Despite the fact that I post aspects of my life for the world to see, I’m actually a pretty private person. Even those close to me would tell you, when it really comes down to it, they don’t know as much as you would think. I keep my circle tight and my guard high.
Something a lot of people don’t know is that I’ve struggled with depression and anxiety for most of my life. Not this “sometimes I feel sad” that seems to be trending right now, but actual diagnosed clinical depression. I started taking anti depressants in grade school. My life has been built around crippling anxiety and depression. At some point, I decided I couldn’t keep taking the medication. I didn’t like the way it made me feel empty inside. Unable to feel anything. Looking back at pictures of a younger me, you’ll see emptiness.
Fast forward to adulthood; the depression and anxiety are something I’ve never truly been able to shake. I’ve had rare times when I thought I could spend a decent amount of days feeling normal only to find myself back in bed or on the couch in a downward spiral. In such a hard place that I didn’t even feel the joy of my children. I’ve struggled after each of my children’s births. Had countless days where I felt paralyzed, when a part of me wished I could be a better mother but the biggest part of me couldn’t muster the courage to move forward, to do even the smallest thing. I was just barely able to keep us alive. The bare minimum was a huge victory.
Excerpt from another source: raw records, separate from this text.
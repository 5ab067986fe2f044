// SPDX-License-Identifier: MIT

//! Schedule entries (config) and schedule state (durable, per-entry).

use crate::priority::Priority;
use serde::{Deserialize, Serialize};

/// A configured cron trigger. Either fires a pipeline template directly, or
/// (when `pipeline_id` begins with `goal:`) triggers goal creation of that
/// type.
#[derive(Debug, Clone, PartialEq, Eq, Serialize, Deserialize)]
pub struct ScheduleEntry {
    pub id: String,
    pub name: String,
    pub cron: String,
    pub pipeline_id: String,
    pub enabled: bool,
    pub priority: Priority,
    pub goal_category: Option<String>,
    pub description: String,
}

impl ScheduleEntry {
    pub fn goal_type(&self) -> Option<&str> {
        self.pipeline_id.strip_prefix("goal:")
    }
}

/// Persisted per-schedule state, mirrored in memory by the Scheduler.
#[derive(Debug, Clone, PartialEq, Serialize, Deserialize)]
pub struct ScheduleState {
    pub schedule_id: String,
    pub last_fired_at_ms: Option<u64>,
    pub last_skip_reason: Option<String>,
    pub fire_count: u64,
}

impl ScheduleState {
    pub fn fresh(schedule_id: impl Into<String>) -> Self {
        Self {
            schedule_id: schedule_id.into(),
            last_fired_at_ms: None,
            last_skip_reason: None,
            fire_count: 0,
        }
    }
}

#[cfg(test)]
#[path = "schedule_tests.rs"]
mod tests;
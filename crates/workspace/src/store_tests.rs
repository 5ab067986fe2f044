use super::*;

#[tokio::test]
async fn write_then_read_round_trips() {
    let dir = tempfile::tempdir().unwrap();
    let ws = Workspace::new(dir.path());
    ws.write_file("tasks/abc.md", "hello").await.unwrap();
    let contents = ws.read_file("tasks/abc.md").await.unwrap();
    assert_eq!(contents, "hello");
}

#[tokio::test]
async fn write_creates_parent_directories() {
    let dir = tempfile::tempdir().unwrap();
    let ws = Workspace::new(dir.path());
    ws.write_file("outputs/creative/copywriting/t1.md", "x").await.unwrap();
    assert!(ws.file_exists("outputs/creative/copywriting/t1.md").await.unwrap());
}

#[tokio::test]
async fn read_missing_file_is_not_found() {
    let dir = tempfile::tempdir().unwrap();
    let ws = Workspace::new(dir.path());
    let err = ws.read_file("tasks/missing.md").await.unwrap_err();
    assert_eq!(err.code(), "NOT_FOUND");
}

#[tokio::test]
async fn file_exists_false_for_missing() {
    let dir = tempfile::tempdir().unwrap();
    let ws = Workspace::new(dir.path());
    assert!(!ws.file_exists("tasks/missing.md").await.unwrap());
}

#[tokio::test]
async fn delete_removes_file() {
    let dir = tempfile::tempdir().unwrap();
    let ws = Workspace::new(dir.path());
    ws.write_file("tasks/abc.md", "hello").await.unwrap();
    ws.delete_file("tasks/abc.md").await.unwrap();
    assert!(!ws.file_exists("tasks/abc.md").await.unwrap());
}

#[tokio::test]
async fn delete_missing_file_is_not_found() {
    let dir = tempfile::tempdir().unwrap();
    let ws = Workspace::new(dir.path());
    let err = ws.delete_file("tasks/missing.md").await.unwrap_err();
    assert_eq!(err.code(), "NOT_FOUND");
}

#[tokio::test]
async fn list_files_filters_by_extension_and_sorts() {
    let dir = tempfile::tempdir().unwrap();
    let ws = Workspace::new(dir.path());
    ws.write_file("tasks/b.md", "1").await.unwrap();
    ws.write_file("tasks/a.md", "2").await.unwrap();
    ws.write_file("tasks/notes.txt", "3").await.unwrap();

    let files = ws.list_files("tasks", ".md").await.unwrap();
    assert_eq!(files, vec!["tasks/a.md".to_string(), "tasks/b.md".to_string()]);
}

#[tokio::test]
async fn list_files_on_missing_dir_is_empty() {
    let dir = tempfile::tempdir().unwrap();
    let ws = Workspace::new(dir.path());
    let files = ws.list_files("tasks", ".md").await.unwrap();
    assert!(files.is_empty());
}

#[tokio::test]
async fn path_traversal_is_rejected() {
    let dir = tempfile::tempdir().unwrap();
    let ws = Workspace::new(dir.path());
    let err = ws.read_file("../escape.md").await.unwrap_err();
    assert_eq!(err.code(), "INVALID_PATH");
}
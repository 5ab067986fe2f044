// SPDX-License-Identifier: MIT

//! Task identifier, state machine, and the `Task` record itself.

use crate::id::{random_hex, IdBuf, ID_MAX_LEN};
use crate::priority::Priority;
use serde::{Deserialize, Serialize};
use std::collections::HashMap;
use thiserror::Error;

/// Unique identifier for a task: `{skill}-{YYYYMMDD}-{6 random hex}`.
///
/// Unlike the fixed-prefix IDs produced by [`crate::define_id!`], a task ID's
/// prefix is the skill name itself, so it gets a hand-written constructor
/// rather than the macro.
#[derive(Debug, Clone, Copy, PartialEq, Eq, Hash, Serialize, Deserialize)]
#[serde(transparent)]
pub struct TaskId(pub IdBuf);

impl TaskId {
    /// Build a new task ID for `skill`, stamped with `date` (`YYYYMMDD`) and a
    /// fresh random hex suffix.
    pub fn new(skill: &str, date: chrono::NaiveDate) -> Self {
        let raw = format!("{skill}-{}-{}", date.format("%Y%m%d"), random_hex(6));
        Self::from_string(&raw)
    }

    pub fn from_string(s: impl AsRef<str>) -> Self {
        let s = s.as_ref();
        let truncated = if s.len() > ID_MAX_LEN { &s[..ID_MAX_LEN] } else { s };
        Self(IdBuf::new(truncated))
    }

    pub fn as_str(&self) -> &str {
        self.0.as_str()
    }
}

impl std::fmt::Display for TaskId {
    fn fmt(&self, f: &mut std::fmt::Formatter<'_>) -> std::fmt::Result {
        write!(f, "{}", self.0)
    }
}

impl From<&str> for TaskId {
    fn from(s: &str) -> Self {
        Self::from_string(s)
    }
}

/// Who originated a task.
#[derive(Debug, Clone, PartialEq, Eq, Serialize, Deserialize)]
#[serde(rename_all = "snake_case", tag = "kind", content = "skill")]
pub enum TaskOrigin {
    Skill(String),
    Director,
    Scheduler,
    EventBus,
}

impl std::fmt::Display for TaskOrigin {
    fn fmt(&self, f: &mut std::fmt::Formatter<'_>) -> std::fmt::Result {
        match self {
            TaskOrigin::Skill(s) => write!(f, "{s}"),
            TaskOrigin::Director => write!(f, "director"),
            TaskOrigin::Scheduler => write!(f, "scheduler"),
            TaskOrigin::EventBus => write!(f, "event-bus"),
        }
    }
}

impl TaskOrigin {
    pub fn parse(s: &str) -> Self {
        match s {
            "director" => TaskOrigin::Director,
            "scheduler" => TaskOrigin::Scheduler,
            "event-bus" => TaskOrigin::EventBus,
            skill => TaskOrigin::Skill(skill.to_string()),
        }
    }
}

/// Task lifecycle status. Transitions are validated by [`transition`].
#[derive(Debug, Clone, Copy, PartialEq, Eq, Serialize, Deserialize)]
#[serde(rename_all = "snake_case")]
pub enum TaskStatus {
    Pending,
    Assigned,
    InProgress,
    Completed,
    InReview,
    Revision,
    Approved,
    Failed,
    Blocked,
    Cancelled,
    Deferred,
}

crate::simple_display! {
    TaskStatus {
        Pending => "pending",
        Assigned => "assigned",
        InProgress => "in_progress",
        Completed => "completed",
        InReview => "in_review",
        Revision => "revision",
        Approved => "approved",
        Failed => "failed",
        Blocked => "blocked",
        Cancelled => "cancelled",
        Deferred => "deferred",
    }
}

impl std::str::FromStr for TaskStatus {
    type Err = String;

    fn from_str(s: &str) -> Result<Self, Self::Err> {
        Ok(match s {
            "pending" => TaskStatus::Pending,
            "assigned" => TaskStatus::Assigned,
            "in_progress" => TaskStatus::InProgress,
            "completed" => TaskStatus::Completed,
            "in_review" => TaskStatus::InReview,
            "revision" => TaskStatus::Revision,
            "approved" => TaskStatus::Approved,
            "failed" => TaskStatus::Failed,
            "blocked" => TaskStatus::Blocked,
            "cancelled" => TaskStatus::Cancelled,
            "deferred" => TaskStatus::Deferred,
            other => return Err(format!("unknown task status: {other}")),
        })
    }
}

impl TaskStatus {
    /// Statuses from which the Agent Executor (C2) may pick up a task.
    pub fn is_executable(self) -> bool {
        matches!(self, TaskStatus::Pending | TaskStatus::Assigned | TaskStatus::Revision)
    }

    /// `completed`/`failed` still have outgoing transitions in the table —
    /// `approved` and `cancelled` are the only states with none.
    pub fn is_terminal(self) -> bool {
        matches!(self, TaskStatus::Approved | TaskStatus::Cancelled)
    }
}

#[derive(Debug, Error, PartialEq, Eq)]
#[error("invalid task transition: {from} -> {to}")]
pub struct InvalidTransition {
    pub from: TaskStatus,
    pub to: TaskStatus,
}

/// Validate a state transition against the task lifecycle's transition
/// table. Returns `Ok(())` if `from -> to` is allowed, else the offending pair.
pub fn transition(from: TaskStatus, to: TaskStatus) -> Result<(), InvalidTransition> {
    use TaskStatus::*;
    let allowed: &[TaskStatus] = match from {
        Pending => &[Assigned, InProgress, Cancelled, Deferred],
        Assigned => &[InProgress, Cancelled, Failed],
        InProgress => &[Completed, Failed, Blocked, Cancelled],
        Completed => &[InReview, Approved],
        InReview => &[Approved, Revision, Failed],
        Revision => &[InProgress, Cancelled],
        Approved => &[],
        Failed => &[Pending, Cancelled],
        Blocked => &[Pending, Failed, Cancelled],
        Deferred => &[Pending, Cancelled],
        Cancelled => &[],
    };
    if allowed.contains(&to) {
        Ok(())
    } else {
        Err(InvalidTransition { from, to })
    }
}

/// What happens to a task's output once it completes.
#[derive(Debug, Clone, PartialEq, Eq, Serialize, Deserialize)]
#[serde(tag = "type", rename_all = "snake_case")]
pub enum TaskNext {
    DirectorReview,
    Agent { skill: String },
    PipelineContinue { pipeline_id: String },
    Complete,
}

impl std::fmt::Display for TaskNext {
    fn fmt(&self, f: &mut std::fmt::Formatter<'_>) -> std::fmt::Result {
        match self {
            TaskNext::DirectorReview => write!(f, "director review"),
            TaskNext::Agent { skill } => write!(f, "agent: {skill}"),
            TaskNext::PipelineContinue { pipeline_id } => {
                write!(f, "continue pipeline {pipeline_id}")
            }
            TaskNext::Complete => write!(f, "complete"),
        }
    }
}

#[derive(Debug, Clone, PartialEq, Eq, Serialize, Deserialize)]
pub struct InputRef {
    pub path: String,
    pub description: String,
}

#[derive(Debug, Clone, PartialEq, Eq, Serialize, Deserialize)]
pub struct OutputSpec {
    pub path: String,
    pub format: String,
}

/// The unit of agent work.
#[derive(Debug, Clone, PartialEq, Eq, Serialize, Deserialize)]
pub struct Task {
    pub id: TaskId,
    pub from: TaskOrigin,
    pub to: String,
    pub priority: Priority,
    pub deadline_ms: Option<u64>,
    pub status: TaskStatus,
    pub revision_count: u32,
    pub goal_id: Option<String>,
    pub pipeline_id: Option<String>,
    pub goal: String,
    pub inputs: Vec<InputRef>,
    pub requirements: String,
    pub output: OutputSpec,
    pub next: TaskNext,
    pub tags: Vec<String>,
    pub metadata: HashMap<String, serde_json::Value>,
    pub created_at_ms: u64,
    pub updated_at_ms: u64,
}

impl Task {
    /// Apply a validated status transition, bumping `updated_at_ms`.
    pub fn set_status(&mut self, to: TaskStatus, now_ms: u64) -> Result<(), InvalidTransition> {
        transition(self.status, to)?;
        self.status = to;
        self.updated_at_ms = now_ms;
        Ok(())
    }
}

#[cfg(any(test, feature = "test-support"))]
pub struct TaskBuilder {
    pub id: TaskId,
    pub from: TaskOrigin,
    pub to: String,
    pub priority: Priority,
    pub deadline_ms: Option<u64>,
    pub status: TaskStatus,
    pub revision_count: u32,
    pub goal_id: Option<String>,
    pub pipeline_id: Option<String>,
    pub goal: String,
    pub inputs: Vec<InputRef>,
    pub requirements: String,
    pub output: OutputSpec,
    pub next: TaskNext,
    pub tags: Vec<String>,
    pub metadata: HashMap<String, serde_json::Value>,
    pub created_at_ms: u64,
    pub updated_at_ms: u64,
}

#[cfg(any(test, feature = "test-support"))]
impl TaskBuilder {
    pub fn new(skill: impl Into<String>) -> Self {
        let skill = skill.into();
        Self {
            id: TaskId::new(&skill, chrono::NaiveDate::from_ymd_opt(2026, 1, 1).unwrap_or_default()),
            from: TaskOrigin::Director,
            to: skill,
            priority: Priority::P2,
            deadline_ms: None,
            status: TaskStatus::Pending,
            revision_count: 0,
            goal_id: None,
            pipeline_id: None,
            goal: String::new(),
            inputs: Vec::new(),
            requirements: String::new(),
            output: OutputSpec { path: String::new(), format: "markdown".to_string() },
            next: TaskNext::Complete,
            tags: Vec::new(),
            metadata: HashMap::new(),
            created_at_ms: 0,
            updated_at_ms: 0,
        }
    }

    pub fn status(mut self, status: TaskStatus) -> Self {
        self.status = status;
        self
    }

    pub fn priority(mut self, priority: Priority) -> Self {
        self.priority = priority;
        self
    }

    pub fn inputs(mut self, inputs: Vec<InputRef>) -> Self {
        self.inputs = inputs;
        self
    }

    pub fn requirements(mut self, requirements: impl Into<String>) -> Self {
        self.requirements = requirements.into();
        self
    }

    pub fn output(mut self, path: impl Into<String>, format: impl Into<String>) -> Self {
        self.output = OutputSpec { path: path.into(), format: format.into() };
        self
    }

    pub fn next(mut self, next: TaskNext) -> Self {
        self.next = next;
        self
    }

    pub fn pipeline_id(mut self, id: impl Into<String>) -> Self {
        self.pipeline_id = Some(id.into());
        self
    }

    pub fn revision_count(mut self, n: u32) -> Self {
        self.revision_count = n;
        self
    }

    pub fn build(self) -> Task {
        Task {
            id: self.id,
            from: self.from,
            to: self.to,
            priority: self.priority,
            deadline_ms: self.deadline_ms,
            status: self.status,
            revision_count: self.revision_count,
            goal_id: self.goal_id,
            pipeline_id: self.pipeline_id,
            goal: self.goal,
            inputs: self.inputs,
            requirements: self.requirements,
            output: self.output,
            next: self.next,
            tags: self.tags,
            metadata: self.metadata,
            created_at_ms: self.created_at_ms,
            updated_at_ms: self.updated_at_ms,
        }
    }
}

#[cfg(test)]
#[path = "task_tests.rs"]
mod tests;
Some people would say I should have gotten help. That there is no shame in reaching out. Other would have said it was irresponsible that I didn’t. It’s not that I didn’t want to feel better but there is a stigma around depression and I feel like this is especially true when you are a parent. My mind would spiral. What if I could never feel the joy my life could bring, what if someone didn’t think I was a fit mother, what if they didn’t think I was stronger than the anxiety? I also knew I don’t like the way anti depressants make me feel or should I say the way I lack feeling.
For years I struggled on what to do. I knew I couldn’t keep living the way I was and trying to manage it on my own wasn’t working either.
When the country really started pushing to legalize marijuana, I wondered if my state would ever jump on board. I chatted with friends, most of them kidless at the time, who kept suggesting I just smoke regardless. I wasn’t going to take that gamble. It was illegal and until something changed, I wasn’t going to look into it. Legal or not, a significant number of people in my life would not have been happy if I chose that route. It wouldn’t have mattered if it truly helped “there where pharmaceutical drugs for that” so I held off, putting my mental health on the back burner and burying myself a little deeper with each passing day.
After my divorce, I knew it was time to step away from those that held me back, who wouldn’t have supported me and the decisions I made to make myself better. I did a ton of research on medical marijuana, I talked to doctors and others who had chose that route. I started taking classes that submerged me into the world of cannabis. Then I got my card, found a dispensary with someone who really knew what they were talking about and I haven’t looked back.